** THE DATA follows **
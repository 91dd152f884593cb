#![forbid(unsafe_code)]
//! shelf: a filterable, sortable product catalog.
//!
//! Facade over the workspace crates; the integration tests and benches
//! drive the system through these re-exports.

pub use shelf_core;
pub use shelf_exec;
pub use shelf_io;
pub use shelf_operators;
pub use shelf_planner;

pub use shelf_core::prelude::*;
pub use shelf_exec::{Event, Session};
pub use shelf_operators::{prepare_products, Catalog};
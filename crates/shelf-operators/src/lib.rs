#![forbid(unsafe_code)]
//! shelf-operators: the catalog join and the query pipeline.
//!
//! Design intent:
//! - Everything here is pure and synchronous; no IO, no shared state.
//! - The join runs once per process and is the only fallible step.
//! - `prepare_products` chains stages (owner -> text -> category -> sort),
//!   each consuming the previous stage's rows.

pub mod filter;
pub mod join;
pub mod pipeline;
pub mod sort;
pub mod traits;

pub use join::{join_products, Catalog};
pub use pipeline::{plan_stages, prepare_products};
pub use traits::Stage;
** End of THE DATA **
### [THE PROBLEM]
Go line by line through the data above and report each one that holds the string "pipeline".

### [EXERCISE RESULT]
//! shelf-operators: the catalog join and the query pipeline.
pub mod pipeline;
pub use pipeline::{plan_stages, prepare_products};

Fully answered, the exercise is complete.